Stored data
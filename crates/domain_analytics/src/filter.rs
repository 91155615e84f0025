//! Filter specification and the item filtering pipeline

use std::collections::{HashMap, HashSet};

use chrono::NaiveDate;

use core_kernel::{ClientId, FinancialYear, FiscalQuarter, PeriodWindow, ProjectId};
use core_kernel::fiscal::rolling_months;
use domain_billing::{BillableItem, InvoiceType};

/// Date constraint of a filter
///
/// Presets resolve to concrete windows relative to the engine's `as_of`
/// date. `Any` applies no date constraint: items without an invoice date
/// pass the date check vacuously only in that case.
#[derive(Debug, Clone, PartialEq, Eq)]
pub enum DateRange {
    /// No date filtering
    Any,
    /// The financial year containing `as_of`
    CurrentFinancialYear,
    /// The fiscal quarter containing `as_of`
    CurrentQuarter,
    /// The six calendar months ending at `as_of`'s month
    LastSixMonths,
    /// Caller-supplied inclusive bounds
    Custom(PeriodWindow),
}

impl DateRange {
    /// Resolves the range to a window, if it constrains dates at all
    pub fn window(&self, as_of: NaiveDate) -> Option<PeriodWindow> {
        match self {
            DateRange::Any => None,
            DateRange::CurrentFinancialYear => Some(FinancialYear::containing(as_of).window()),
            DateRange::CurrentQuarter => Some(FiscalQuarter::containing(as_of).window()),
            DateRange::LastSixMonths => {
                let months = rolling_months(as_of, 6);
                let first = months.first()?;
                let last = months.last()?;
                PeriodWindow::new(first.start, last.end).ok()
            }
            DateRange::Custom(window) => Some(*window),
        }
    }
}

impl Default for DateRange {
    fn default() -> Self {
        DateRange::Any
    }
}

/// Criteria the dashboard filters the item set by
///
/// Empty id sets mean "no filtering on that dimension"; an empty
/// invoice-type set likewise passes every type (the UI always submits the
/// full type set when nothing is deselected).
#[derive(Debug, Clone, Default, PartialEq, Eq)]
pub struct FilterSpec {
    pub date_range: DateRange,
    pub client_ids: HashSet<ClientId>,
    pub project_ids: HashSet<ProjectId>,
    pub invoice_types: HashSet<InvoiceType>,
}

impl FilterSpec {
    /// A filter that passes everything
    pub fn all() -> Self {
        Self::default()
    }

    /// Restricts to the given clients
    pub fn with_clients(mut self, clients: impl IntoIterator<Item = ClientId>) -> Self {
        self.client_ids = clients.into_iter().collect();
        self
    }

    /// Restricts to the given projects (applies only alongside a client filter)
    pub fn with_projects(mut self, projects: impl IntoIterator<Item = ProjectId>) -> Self {
        self.project_ids = projects.into_iter().collect();
        self
    }

    /// Restricts to the given invoice types
    pub fn with_types(mut self, types: impl IntoIterator<Item = InvoiceType>) -> Self {
        self.invoice_types = types.into_iter().collect();
        self
    }

    /// Restricts invoice dates to the given range
    pub fn with_date_range(mut self, range: DateRange) -> Self {
        self.date_range = range;
        self
    }

    /// Returns true if the item passes this filter
    ///
    /// The client check resolves the item's owning project through
    /// `project_clients`; when a client filter is active, items whose
    /// project is unknown cannot prove membership and are excluded. The
    /// project sub-filter only narrows within an active client filter,
    /// mirroring the dashboard's cascading selectors.
    pub fn matches(
        &self,
        item: &BillableItem,
        project_clients: &HashMap<ProjectId, ClientId>,
        as_of: NaiveDate,
    ) -> bool {
        if let Some(window) = self.date_range.window(as_of) {
            match item.invoice_date {
                Some(date) if window.contains_date(date) => {}
                _ => return false,
            }
        }

        if !self.client_ids.is_empty() {
            match project_clients.get(&item.project_id) {
                Some(client_id) if self.client_ids.contains(client_id) => {}
                _ => return false,
            }
            if !self.project_ids.is_empty() && !self.project_ids.contains(&item.project_id) {
                return false;
            }
        }

        if !self.invoice_types.is_empty() && !self.invoice_types.contains(&item.invoice_type) {
            return false;
        }

        true
    }
}
//! Directory domain services
//!
//! `DirectoryService` orchestrates client/project writes: request
//! validation, the inactive-client guard, the onboarding saga, and
//! document cascade on client deletion. All checks run before the first
//! mutation so a rejected write leaves no partial state.

use std::sync::Arc;

use tracing::{debug, instrument, warn};
use validator::Validate;

use core_kernel::{ClientId, ProjectId};

use crate::client::Client;
use crate::error::DirectoryError;
use crate::ports::{
    CreateClientRequest, CreateProjectRequest, DirectoryStore, DocumentStore, DocumentUpload,
    UpdateClientRequest, UpdateProjectRequest,
};
use crate::project::Project;

/// Application service for the directory domain
pub struct DirectoryService {
    store: Arc<dyn DirectoryStore>,
    documents: Arc<dyn DocumentStore>,
}

impl DirectoryService {
    /// Creates a new directory service over the given adapters
    pub fn new(store: Arc<dyn DirectoryStore>, documents: Arc<dyn DocumentStore>) -> Self {
        Self { store, documents }
    }

    // ========================================================================
    // Clients
    // ========================================================================

    /// Creates a client record
    #[instrument(skip(self, request), fields(legal_name = %request.legal_name))]
    pub async fn create_client(&self, request: CreateClientRequest) -> Result<Client, DirectoryError> {
        request.validate()?;

        let mut client = Client::new(request.legal_name);
        client.gstin = request.gstin;
        client.billing_address = request.billing_address;
        client.email = request.email;

        self.store.create_client(&client).await?;
        debug!(client_id = %client.id, "client created");
        Ok(client)
    }

    /// Creates a client together with its onboarding documents
    ///
    /// The store offers no multi-record transaction, so this runs as a
    /// saga: client record first, then each document. On any upload
    /// failure the already-uploaded documents and the client record are
    /// removed again before the error is returned.
    #[instrument(skip(self, request, documents), fields(legal_name = %request.legal_name))]
    pub async fn onboard_client(
        &self,
        request: CreateClientRequest,
        documents: Vec<DocumentUpload>,
    ) -> Result<Client, DirectoryError> {
        let client = self.create_client(request).await?;
        let owner = client.id.to_string();

        for doc in &documents {
            if let Err(err) = self
                .documents
                .put_document(&owner, &doc.name, &doc.content)
                .await
            {
                warn!(client_id = %client.id, document = %doc.name, %err,
                    "onboarding upload failed; compensating");
                // Compensation: best-effort document cleanup, then the record
                if let Err(cleanup) = self.documents.delete_documents_for_owner(&owner).await {
                    warn!(client_id = %client.id, %cleanup, "document cleanup failed");
                }
                self.store.delete_client(client.id).await?;
                return Err(err.into());
            }
        }

        Ok(client)
    }

    /// Fetches a client
    pub async fn get_client(&self, id: ClientId) -> Result<Client, DirectoryError> {
        self.store.get_client(id).await.map_err(|err| {
            if err.is_not_found() {
                DirectoryError::ClientNotFound(id)
            } else {
                err.into()
            }
        })
    }

    /// Lists all clients (reads are never blocked by the inactive flag)
    pub async fn list_clients(&self) -> Result<Vec<Client>, DirectoryError> {
        Ok(self.store.list_clients().await?)
    }

    /// Updates a client
    ///
    /// Reactivation (`is_active: Some(true)`) is applied before the guard;
    /// every other field edit on an inactive client is rejected.
    #[instrument(skip(self, request))]
    pub async fn update_client(
        &self,
        id: ClientId,
        request: UpdateClientRequest,
    ) -> Result<Client, DirectoryError> {
        request.validate()?;
        let mut client = self.get_client(id).await?;

        match request.is_active {
            Some(true) if !client.is_active => client.activate(),
            Some(false) if client.is_active => client.deactivate(),
            _ => {}
        }

        let has_field_edits = request.legal_name.is_some()
            || request.gstin.is_some()
            || request.billing_address.is_some()
            || request.email.is_some();
        if has_field_edits && !client.is_active {
            return Err(DirectoryError::InactiveClient(id));
        }

        if let Some(legal_name) = request.legal_name {
            client.legal_name = legal_name;
        }
        if let Some(gstin) = request.gstin {
            client.gstin = Some(gstin);
        }
        if let Some(address) = request.billing_address {
            client.billing_address = Some(address);
        }
        if let Some(email) = request.email {
            client.email = Some(email);
        }
        client.updated_at = chrono::Utc::now();

        self.store.update_client(&client).await?;
        Ok(client)
    }

    /// Deactivates a client, blocking writes beneath it
    #[instrument(skip(self))]
    pub async fn deactivate_client(&self, id: ClientId) -> Result<Client, DirectoryError> {
        let mut client = self.get_client(id).await?;
        client.deactivate();
        self.store.update_client(&client).await?;
        debug!(client_id = %id, "client deactivated");
        Ok(client)
    }

    /// Deletes a client record and cascades to its documents
    ///
    /// Day-to-day workflows deactivate instead; deletion exists for
    /// administrative cleanup and removes the client's documents first.
    #[instrument(skip(self))]
    pub async fn delete_client(&self, id: ClientId) -> Result<(), DirectoryError> {
        let client = self.get_client(id).await?;
        self.documents
            .delete_documents_for_owner(&client.id.to_string())
            .await?;
        self.store.delete_client(id).await?;
        Ok(())
    }

    // ========================================================================
    // Projects
    // ========================================================================

    /// Creates a project under an existing, active client
    #[instrument(skip(self, request), fields(client_id = %request.client_id))]
    pub async fn create_project(
        &self,
        request: CreateProjectRequest,
    ) -> Result<Project, DirectoryError> {
        request.validate()?;
        let client = self.get_client(request.client_id).await?;
        if !client.is_active {
            return Err(DirectoryError::InactiveClient(client.id));
        }

        let mut project = Project::new(request.client_id, request.name);
        project.spoc_name = request.spoc_name;
        project.spoc_email = request.spoc_email;
        project.spoc_phone = request.spoc_phone;

        self.store.create_project(&project).await?;
        debug!(project_id = %project.id, "project created");
        Ok(project)
    }

    /// Fetches a project
    pub async fn get_project(&self, id: ProjectId) -> Result<Project, DirectoryError> {
        self.store.get_project(id).await.map_err(|err| {
            if err.is_not_found() {
                DirectoryError::ProjectNotFound(id)
            } else {
                err.into()
            }
        })
    }

    /// Lists all projects
    pub async fn list_projects(&self) -> Result<Vec<Project>, DirectoryError> {
        Ok(self.store.list_projects().await?)
    }

    /// Lists projects owned by a client
    pub async fn projects_for_client(
        &self,
        client_id: ClientId,
    ) -> Result<Vec<Project>, DirectoryError> {
        Ok(self.store.projects_for_client(client_id).await?)
    }

    /// Updates a project, subject to the inactive-client guard
    #[instrument(skip(self, request))]
    pub async fn update_project(
        &self,
        id: ProjectId,
        request: UpdateProjectRequest,
    ) -> Result<Project, DirectoryError> {
        request.validate()?;
        let mut project = self.get_project(id).await?;
        self.ensure_client_active(project.client_id).await?;

        if let Some(name) = request.name {
            project.name = name;
        }
        if let Some(spoc_name) = request.spoc_name {
            project.spoc_name = Some(spoc_name);
        }
        if let Some(spoc_email) = request.spoc_email {
            project.spoc_email = Some(spoc_email);
        }
        if let Some(spoc_phone) = request.spoc_phone {
            project.spoc_phone = Some(spoc_phone);
        }

        self.store.update_project(&project).await?;
        Ok(project)
    }

    /// Removes a project record
    ///
    /// Cascading to the project's billable items and purchase orders is
    /// orchestrated by the billing service, which owns those records and
    /// calls this after clearing them.
    #[instrument(skip(self))]
    pub async fn delete_project(&self, id: ProjectId) -> Result<(), DirectoryError> {
        let project = self.get_project(id).await?;
        self.ensure_client_active(project.client_id).await?;
        self.store.delete_project(id).await?;
        Ok(())
    }

    /// Fails with `InactiveClient` unless the client exists and is active
    pub async fn ensure_client_active(&self, id: ClientId) -> Result<Client, DirectoryError> {
        let client = self.get_client(id).await?;
        if !client.is_active {
            return Err(DirectoryError::InactiveClient(id));
        }
        Ok(client)
    }
}
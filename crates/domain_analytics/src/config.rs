//! Engine configuration

use serde::Deserialize;

/// Tunables for the metrics engine
#[derive(Debug, Clone, Deserialize)]
pub struct EngineConfig {
    /// How many clients the top-customers ranking returns
    pub top_customer_limit: usize,
    /// Months one-time revenue is amortized over for the NRR figure
    pub one_time_amortization_months: u32,
    /// Months covered by the rolling MRR trend
    pub mrr_trend_months: u32,
}

impl Default for EngineConfig {
    fn default() -> Self {
        Self {
            top_customer_limit: 5,
            one_time_amortization_months: 12,
            mrr_trend_months: 6,
        }
    }
}

impl EngineConfig {
    /// Loads configuration from `ANALYTICS_*` environment variables,
    /// falling back to defaults for anything unset
    pub fn from_env() -> Result<Self, config::ConfigError> {
        let defaults = Self::default();
        config::Config::builder()
            .set_default("top_customer_limit", defaults.top_customer_limit as i64)?
            .set_default(
                "one_time_amortization_months",
                defaults.one_time_amortization_months as i64,
            )?
            .set_default("mrr_trend_months", defaults.mrr_trend_months as i64)?
            .add_source(config::Environment::with_prefix("ANALYTICS"))
            .build()?
            .try_deserialize()
    }
}
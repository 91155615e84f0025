//! Directory domain ports
//!
//! The `DirectoryStore` trait defines the CRUD surface the directory
//! domain needs from its backing store; `DocumentStore` covers the opaque
//! document collaborator (binary content crosses as encoded strings, the
//! storage mechanism is external). `infra_store` provides in-memory
//! adapters for both.

use async_trait::async_trait;
use serde::{Deserialize, Serialize};
use validator::Validate;

use core_kernel::{ClientId, DocumentId, DomainPort, PortError, ProjectId};

use crate::client::Client;
use crate::project::Project;

/// Request for creating a new client
#[derive(Debug, Clone, Validate, Serialize, Deserialize)]
pub struct CreateClientRequest {
    /// Registered legal name
    #[validate(length(min = 1, message = "legal name must not be empty"))]
    pub legal_name: String,
    /// GST identification number
    pub gstin: Option<String>,
    /// Billing address
    pub billing_address: Option<String>,
    /// Billing contact email
    #[validate(email)]
    pub email: Option<String>,
}

/// Request for updating a client
///
/// `is_active` is applied before the inactive-client guard so that a
/// deactivated client can be reactivated through the same path.
#[derive(Debug, Clone, Default, Validate, Serialize, Deserialize)]
pub struct UpdateClientRequest {
    pub legal_name: Option<String>,
    pub gstin: Option<String>,
    pub billing_address: Option<String>,
    #[validate(email)]
    pub email: Option<String>,
    pub is_active: Option<bool>,
}

/// Request for creating a project
#[derive(Debug, Clone, Validate, Serialize, Deserialize)]
pub struct CreateProjectRequest {
    /// Owning client
    pub client_id: ClientId,
    /// Project name
    #[validate(length(min = 1, message = "project name must not be empty"))]
    pub name: String,
    /// SPOC name
    pub spoc_name: Option<String>,
    /// SPOC email
    #[validate(email)]
    pub spoc_email: Option<String>,
    /// SPOC phone
    pub spoc_phone: Option<String>,
}

/// Request for updating a project
#[derive(Debug, Clone, Default, Validate, Serialize, Deserialize)]
pub struct UpdateProjectRequest {
    pub name: Option<String>,
    pub spoc_name: Option<String>,
    #[validate(email)]
    pub spoc_email: Option<String>,
    pub spoc_phone: Option<String>,
}

/// A document queued for upload during client onboarding
#[derive(Debug, Clone)]
pub struct DocumentUpload {
    /// Display name (e.g., "GST certificate")
    pub name: String,
    /// Opaque encoded content; the encoding is the collaborator's concern
    pub content: String,
}

/// Port trait for directory persistence
#[async_trait]
pub trait DirectoryStore: DomainPort {
    // Clients

    /// Lists all clients
    async fn list_clients(&self) -> Result<Vec<Client>, PortError>;

    /// Retrieves a client by id, or `PortError::NotFound`
    async fn get_client(&self, id: ClientId) -> Result<Client, PortError>;

    /// Persists a new client
    async fn create_client(&self, client: &Client) -> Result<(), PortError>;

    /// Upserts a client record (last writer wins, no version check)
    async fn update_client(&self, client: &Client) -> Result<(), PortError>;

    /// Removes a client record
    async fn delete_client(&self, id: ClientId) -> Result<(), PortError>;

    // Projects

    /// Lists all projects
    async fn list_projects(&self) -> Result<Vec<Project>, PortError>;

    /// Retrieves a project by id, or `PortError::NotFound`
    async fn get_project(&self, id: ProjectId) -> Result<Project, PortError>;

    /// Lists projects owned by a client
    async fn projects_for_client(&self, client_id: ClientId) -> Result<Vec<Project>, PortError>;

    /// Persists a new project
    async fn create_project(&self, project: &Project) -> Result<(), PortError>;

    /// Upserts a project record (last writer wins, no version check)
    async fn update_project(&self, project: &Project) -> Result<(), PortError>;

    /// Removes a project record
    async fn delete_project(&self, id: ProjectId) -> Result<(), PortError>;
}

/// Port trait for the external document collaborator
///
/// Documents are grouped under an owner key (client/project/item id as a
/// string) so that deleting the owner can cascade to its documents.
#[async_trait]
pub trait DocumentStore: DomainPort {
    /// Stores a document and returns its reference
    async fn put_document(
        &self,
        owner: &str,
        name: &str,
        content: &str,
    ) -> Result<DocumentId, PortError>;

    /// Removes a single document
    async fn delete_document(&self, id: DocumentId) -> Result<(), PortError>;

    /// Lists document references for an owner
    async fn documents_for_owner(&self, owner: &str) -> Result<Vec<DocumentId>, PortError>;

    /// Removes all documents for an owner
    async fn delete_documents_for_owner(&self, owner: &str) -> Result<(), PortError>;
}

(Prompt):
Find the line that contains "(client/project/item id as a". Copy it and every line after it to the end of the records, exactly, and nothing more.

(Exercise answer):
/// Documents are grouped under an owner key (client/project/item id as a
/// string) so that deleting the owner can cascade to its documents.
#[async_trait]
pub trait DocumentStore: DomainPort {
    /// Stores a document and returns its reference
    async fn put_document(
        &self,
        owner: &str,
        name: &str,
        content: &str,
    ) -> Result<DocumentId, PortError>;

    /// Removes a single document
    async fn delete_document(&self, id: DocumentId) -> Result<(), PortError>;

    /// Lists document references for an owner
    async fn documents_for_owner(&self, owner: &str) -> Result<Vec<DocumentId>, PortError>;

    /// Removes all documents for an owner
    async fn delete_documents_for_owner(&self, owner: &str) -> Result<(), PortError>;
}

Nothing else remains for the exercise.